The automaker, beset by troubles at home following Japan's devastating earthquake, celebrates a milestone for the hybrid vehicle, now in its third generation.

Candace Lombardi
In a software-driven world, it's easy to forget about the nuts and bolts. Whether it's cars, robots, personal gadgetry or industrial machines, Candace Lombardi examines the moving parts that keep our world rotating. A journalist who divides her time between the United States and the United Kingdom, Lombardi has written about technology for the sites of The New York Times, CNET, USA Today, MSN, ZDNet, Silicon.com, and GameSpot. She is a member of the CNET Blog Network and is not a current employee of CNET.
Candace Lombardi
2 min read
The 2010-2011 Toyota Prius.
The 2010-2011 Toyota Prius. Toyota Motor

Toyota Motor announced today that it has sold its 1 millionth Prius in the U.S.

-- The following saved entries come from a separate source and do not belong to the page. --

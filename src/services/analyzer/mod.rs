//! Document analysis service.
//!
//! Ties the inference layer together for callers: route, open a session,
//! budget the input, prompt, parse. Owns the fallback policy: a request
//! that fails on-device is retried once on the remote backend when
//! `fallback_to_remote` is set and the remote backend is ready.

mod types;

use std::path::Path;
use std::sync::Arc;

use chrono::Utc;
use tracing::{debug, info, warn};

use crate::extract::{self, ExtractionError, PageText};
use crate::llm::prompts::{
    self, ANALYSIS_SYSTEM_PROMPT, ANSWER_SYSTEM_PROMPT, SUMMARY_SYSTEM_PROMPT,
};
use crate::llm::{
    parse_analysis, parse_plain_answer, parse_summary, BackendError, BackendKind,
    CapabilityProber, CapabilityState, InferenceBackend, InferenceError, InferenceRouter,
    LlmAppConfig, LlmConfig, OllamaBackend, OpenAiBackend, ParseError, RoutingDecision,
    RoutingReason, SessionManager, TaskClass,
};
use crate::models::{AnalysisRecord, SummaryLength};

pub use types::{AnalysisError, DocumentAnalysis};

/// Analyzes, summarizes and answers questions about documents.
#[derive(Clone)]
pub struct DocumentAnalyzer {
    router: InferenceRouter,
    sessions: SessionManager,
    app: LlmAppConfig,
}

impl DocumentAnalyzer {
    /// Create an analyzer over explicit backends.
    pub fn new(
        on_device: Option<Arc<dyn InferenceBackend>>,
        remote: Option<Arc<dyn InferenceBackend>>,
        app: LlmAppConfig,
    ) -> Self {
        Self {
            router: InferenceRouter::new(CapabilityProber::new(on_device.clone())),
            sessions: SessionManager::new(on_device, remote),
            app,
        }
    }

    /// Create an analyzer with the Ollama and OpenAI-compatible backends.
    ///
    /// Nothing is contacted here; readiness is probed per request.
    pub fn from_config(config: &LlmConfig) -> Result<Self, BackendError> {
        let on_device: Option<Arc<dyn InferenceBackend>> = if config.on_device_enabled() {
            Some(Arc::new(OllamaBackend::new(config)?))
        } else {
            None
        };
        let remote: Option<Arc<dyn InferenceBackend>> = if config.enabled() {
            Some(Arc::new(OpenAiBackend::new(config)?))
        } else {
            None
        };
        Ok(Self::new(on_device, remote, config.app.clone()))
    }

    pub fn router(&self) -> &InferenceRouter {
        &self.router
    }

    pub fn sessions(&self) -> &SessionManager {
        &self.sessions
    }

    /// Produce a structured analysis of page-segmented text.
    pub async fn analyze(&self, pages: &[PageText]) -> Result<AnalysisRecord, AnalysisError> {
        let text = extract::join_pages(pages);
        if text.trim().is_empty() {
            return Err(AnalysisError::EmptyInput("document text"));
        }

        let content = self.app.budget().for_analysis(&text);
        let task = self.task_for(TaskClass::Analyze, &content);
        let prompt = prompts::analysis_prompt(self.app.get_analysis_prompt(), &content);

        let record = self
            .run(task, ANALYSIS_SYSTEM_PROMPT, prompt, parse_analysis)
            .await?;
        info!(
            "Analyzed \"{}\": {} sections, {} findings",
            record.title,
            record.sections.len(),
            record.key_findings.len()
        );
        Ok(record)
    }

    /// Summarize text at the requested length.
    pub async fn summarize(
        &self,
        text: &str,
        length: SummaryLength,
    ) -> Result<String, AnalysisError> {
        if text.trim().is_empty() {
            return Err(AnalysisError::EmptyInput("text"));
        }

        let content = self.app.budget().for_summary(text);
        let task = self.task_for(TaskClass::Summarize, &content);
        let prompt = prompts::summary_prompt(self.app.get_summary_prompt(), &content, length);

        self.run(task, SUMMARY_SYSTEM_PROMPT, prompt, parse_summary)
            .await
    }

    /// Answer one question from the given context.
    pub async fn answer(&self, question: &str, context: &str) -> Result<String, AnalysisError> {
        if question.trim().is_empty() {
            return Err(AnalysisError::EmptyInput("question"));
        }
        if context.trim().is_empty() {
            return Err(AnalysisError::EmptyInput("context"));
        }

        let context = self.app.budget().for_answer(context);
        let task = self.task_for(TaskClass::Answer, &context);
        let prompt = prompts::answer_prompt(self.app.get_answer_prompt(), question, &context);

        self.run(task, ANSWER_SYSTEM_PROMPT, prompt, parse_plain_answer)
            .await
    }

    /// Extract a file and analyze it.
    ///
    /// Only extraction failures are errors here. An analysis failure is
    /// returned inside [`DocumentAnalysis`] next to the extracted text.
    pub async fn analyze_document(&self, path: &Path) -> Result<DocumentAnalysis, ExtractionError> {
        let extractor = extract::extractor_for(path)?;
        debug!("Extracting {} with {}", path.display(), extractor.name());
        let document = extractor.extract(path).await?;

        let analysis = self.analyze(&document.pages).await;
        if let Err(e) = &analysis {
            warn!(
                "Analysis of {} failed, keeping extracted text: {}",
                path.display(),
                e
            );
        }

        Ok(DocumentAnalysis {
            document,
            analysis,
            analyzed_at: Utc::now(),
        })
    }

    /// Budgeted inputs still beyond the on-device window are routed as
    /// long-context.
    fn task_for(&self, task: TaskClass, input: &str) -> TaskClass {
        if input.chars().count() > self.app.on_device_context_chars {
            TaskClass::LongContext
        } else {
            task
        }
    }

    async fn run<T>(
        &self,
        task: TaskClass,
        system: &'static str,
        prompt: String,
        parse: fn(&str) -> Result<T, ParseError>,
    ) -> Result<T, AnalysisError> {
        let decision = self.router.route(task).await;

        let err = match self.attempt(decision, system, prompt.clone(), parse).await {
            Ok(value) => return Ok(value),
            Err(e) => e,
        };
        if !self.should_fall_back(decision).await {
            return Err(err);
        }

        warn!("On-device {} failed, retrying on remote: {}", task, err);
        let fallback = RoutingDecision::remote(RoutingReason::PrimaryUnavailable);
        self.attempt(fallback, system, prompt, parse).await
    }

    async fn attempt<T>(
        &self,
        decision: RoutingDecision,
        system: &'static str,
        prompt: String,
        parse: fn(&str) -> Result<T, ParseError>,
    ) -> Result<T, AnalysisError> {
        let raw = self
            .complete(decision.backend, system, prompt)
            .await
            .map_err(|source| AnalysisError::Inference { decision, source })?;
        parse(&raw).map_err(|source| AnalysisError::Parse { decision, source })
    }

    async fn complete(
        &self,
        kind: BackendKind,
        system: &str,
        prompt: String,
    ) -> Result<String, InferenceError> {
        self.sessions
            .with_session(kind, Some(system), move |session| {
                Box::pin(async move { session.prompt(&prompt).await })
            })
            .await
    }

    async fn should_fall_back(&self, decision: RoutingDecision) -> bool {
        if decision.backend != BackendKind::OnDevice || !self.app.fallback_to_remote {
            return false;
        }
        let Some(remote) = self.sessions.backend(BackendKind::Remote) else {
            return false;
        };
        match remote.probe().await {
            Ok(CapabilityState::Available) => true,
            Ok(state) => {
                debug!("Remote backend {} is {}, not falling back", remote.name(), state);
                false
            }
            Err(e) => {
                debug!("Remote backend {} probe failed: {}", remote.name(), e);
                false
            }
        }
    }
}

The announcement has been expected since the fall, when Toyota released September 2010 statistics revealing that it had sold over 2 million Priuses worldwide. Of those, 206,000 had been sold in Europe, 827,000 in Japan, and over 939,000 in the U.S., as well as thousands more in other countries.

Toyota is into production of the third generation of the Prius, the first mass-produced hybrid-gas vehicle.

The first-generation Prius was released in Japan in 1997, then became available in North America and Europe in 2000. The second-generation model was released in 2003, and the third in 2009. The Prius now is available for purchase in over 70 countries.

"Since it was introduced in the U.S. in 2000, Prius, when compared to the average car, has saved American consumers more than an estimated 881 million gallons of gas, $2.19 billion in fuel costs, and 12.4 million tons of CO2 emissions," Toyota said in a statement.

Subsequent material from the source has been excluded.